亚胺培南耐碳青霉烯类肺炎克雷伯菌的筛选及其MIC
肺炎克雷伯菌是一种常见的机会性病原体,可引起广泛的感染;肺炎,尿路感染,菌血症,肝脓肿。它主要感染免疫功能低下和免疫正常的个体。它是一种耐抗生素的细菌,尤其是对第三代头孢菌素和碳青霉烯类抗生素,造成了严重的全球挑战。因此,本研究在Lalitpur B & B医院进行横断面研究,通过厄他培南筛选耐碳青霉烯类肺炎克雷伯菌的分布,并评估亚胺培南对筛选的耐碳青霉烯类肺炎克雷伯菌的最低抑制浓度。根据标准指南收集的3447份不同临床样本中,使用标准微生物学技术鉴定出肺炎克雷伯菌;染色和生化测试按照CLSI 2018指南,采用Kirby-Bauer圆盘扩散法进行抗生素敏感性试验。
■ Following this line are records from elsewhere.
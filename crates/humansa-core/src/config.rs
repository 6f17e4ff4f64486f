//! Probe configuration with environment overrides.

use std::time::Duration;

use reqwest::Url;

use crate::ConfigError;

pub const DEFAULT_BASE_URL: &str = "https://humansa.youwo.ai";
pub const DEFAULT_USER_ID: &str = "test-user-001";
pub const DEFAULT_CONVERSATION_ID: &str = "test-conv-001";
pub const DEFAULT_PACING: Duration = Duration::from_secs(1);

const ENV_BASE_URL: &str = "HUMANSA_BASE_URL";
const ENV_USER_ID: &str = "HUMANSA_USER_ID";
const ENV_CONVERSATION_ID: &str = "HUMANSA_CONVERSATION_ID";
const ENV_PACING_MS: &str = "HUMANSA_PACING_MS";

/// Everything a run needs to know about its target.
#[derive(Debug, Clone, PartialEq, Eq)]
pub struct ProbeConfig {
    /// Target host, e.g. `https://humansa.youwo.ai`.
    pub base_url: String,
    /// Synthetic user identifier placed in request payloads.
    pub user_id: String,
    /// Synthetic conversation identifier placed in request payloads.
    pub conversation_id: String,
    /// Pause between consecutive checks.
    pub pacing: Duration,
}

impl Default for ProbeConfig {
    fn default() -> Self {
        Self {
            base_url: DEFAULT_BASE_URL.to_string(),
            user_id: DEFAULT_USER_ID.to_string(),
            conversation_id: DEFAULT_CONVERSATION_ID.to_string(),
            pacing: DEFAULT_PACING,
        }
    }
}

impl ProbeConfig {
    /// Creates a config for the given base URL with default identifiers and no pacing.
    pub fn for_base_url(base_url: impl Into<String>) -> Result<Self, ConfigError> {
        let base_url = validate_base_url(base_url.into())?;
        Ok(Self {
            base_url,
            pacing: Duration::ZERO,
            ..Self::default()
        })
    }

    /// Builds a config from `HUMANSA_*` environment variables, falling back to defaults.
    pub fn from_env() -> Result<Self, ConfigError> {
        Self::from_lookup(|key| std::env::var(key).ok())
    }

    /// Builds a config from an arbitrary key lookup.
    pub fn from_lookup<F>(lookup: F) -> Result<Self, ConfigError>
    where
        F: Fn(&str) -> Option<String>,
    {
        let defaults = Self::default();

        let base_url = lookup(ENV_BASE_URL).unwrap_or(defaults.base_url);
        let base_url = validate_base_url(base_url)?;

        let pacing = match lookup(ENV_PACING_MS) {
            Some(raw) => raw
                .trim()
                .parse::<u64>()
                .map(Duration::from_millis)
                .map_err(|_| ConfigError::InvalidValue {
                    key: ENV_PACING_MS.to_string(),
                    value: raw,
                })?,
            None => defaults.pacing,
        };

        Ok(Self {
            base_url,
            user_id: lookup(ENV_USER_ID).unwrap_or(defaults.user_id),
            conversation_id: lookup(ENV_CONVERSATION_ID).unwrap_or(defaults.conversation_id),
            pacing,
        })
    }

    /// Joins an endpoint path onto the base URL.
    pub fn url(&self, path: &str) -> String {
        format!("{}/{}", self.base_url, path.trim_start_matches('/'))
    }
}

/// Checks the scheme and strips any trailing slash.
fn validate_base_url(raw: String) -> Result<String, ConfigError> {
    let parsed = Url::parse(&raw).map_err(|e| ConfigError::InvalidBaseUrl {
        url: raw.clone(),
        reason: e.to_string(),
    })?;

    if !matches!(parsed.scheme(), "http" | "https") {
        return Err(ConfigError::InvalidBaseUrl {
            reason: format!("unsupported scheme '{}'", parsed.scheme()),
            url: raw,
        });
    }

    Ok(raw.trim_end_matches('/').to_string())
}
//! Request bodies sent to the Humansa server.
//!
//! Field names are part of the remote contract and must not change.

use serde::Serialize;

const CHAT_MODEL: &str = "gpt-4.1-nano";

#[derive(Serialize)]
struct ChatMessage {
    role: &'static str,
    content: &'static str,
}

#[derive(Serialize)]
struct ChatCompletionRequest {
    messages: Vec<ChatMessage>,
    model: &'static str,
    stream: bool,
    #[serde(skip_serializing_if = "Option::is_none")]
    temperature: Option<f64>,
    max_tokens: u32,
}

#[derive(Serialize)]
struct MultiAgentRequest<'a> {
    user_id: &'a str,
    conversation_id: &'a str,
    message: &'static str,
    agent_type: &'static str,
    stream: bool,
}

#[derive(Serialize)]
#[serde(rename_all = "camelCase")]
struct SessionMetadata {
    session_type: &'static str,
    priority: &'static str,
}

#[derive(Serialize)]
#[serde(rename_all = "camelCase")]
struct HumansaChatRequest<'a> {
    user_id: &'a str,
    conversation_id: &'a str,
    message: &'static str,
    metadata: SessionMetadata,
}

#[derive(Serialize)]
struct DateRange {
    start: &'static str,
    end: &'static str,
}

#[derive(Serialize)]
#[serde(rename_all = "camelCase")]
struct AppointmentSearchRequest<'a> {
    user_id: &'a str,
    specialty: &'static str,
    date_range: DateRange,
}

fn to_value<T: Serialize>(payload: T) -> serde_json::Value {
    // Plain structs of strings and numbers always serialize.
    serde_json::to_value(payload).unwrap_or(serde_json::Value::Null)
}

/// Non-streaming chat completion with a system and a user turn.
pub fn chat_completion() -> serde_json::Value {
    to_value(ChatCompletionRequest {
        messages: vec![
            ChatMessage {
                role: "system",
                content: "You are a helpful medical assistant.",
            },
            ChatMessage {
                role: "user",
                content: "What are the symptoms of the common cold?",
            },
        ],
        model: CHAT_MODEL,
        stream: false,
        temperature: Some(0.7),
        max_tokens: 150,
    })
}

/// Streaming chat completion with a single user turn.
pub fn streaming_chat() -> serde_json::Value {
    to_value(ChatCompletionRequest {
        messages: vec![ChatMessage {
            role: "user",
            content: "Count from 1 to 5 slowly",
        }],
        model: CHAT_MODEL,
        stream: true,
        temperature: None,
        max_tokens: 50,
    })
}

pub fn multi_agent(user_id: &str, conversation_id: &str) -> serde_json::Value {
    to_value(MultiAgentRequest {
        user_id,
        conversation_id,
        message: "I have a headache and fever. What should I do?",
        agent_type: "medical_assistant",
        stream: false,
    })
}

pub fn humansa_chat(user_id: &str, conversation_id: &str) -> serde_json::Value {
    to_value(HumansaChatRequest {
        user_id,
        conversation_id,
        message: "I need to schedule a checkup",
        metadata: SessionMetadata {
            session_type: "medical_consultation",
            priority: "normal",
        },
    })
}

pub fn appointment_search(user_id: &str) -> serde_json::Value {
    to_value(AppointmentSearchRequest {
        user_id,
        specialty: "general",
        date_range: DateRange {
            start: "2024-01-15",
            end: "2024-01-31",
        },
    })
}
亚胺培南对碳青霉烯类药物耐药筛选采用厄他培南盘片法,亚胺培南对碳青霉烯类药物耐药MIC采用Epsilometer测定。共检出肺炎克雷伯菌85株,药敏试验结果显示头孢曲松效果最差。耐多药菌株51株,碳青霉烯类耐药菌株46株,中间菌株3株。通过Epsilometer对亚胺培南耐药株和中间株进行MIC测定,耐药株31株,中间株5株,敏感株13株。这些发现说明了常规微生物实验室检测碳青霉烯类耐药菌株的不一致性,并进一步支持了CLSI建议的其他检测碳青霉烯类耐药的方法。
本文章由计算机程序翻译,如有差异,请以英文原文为准。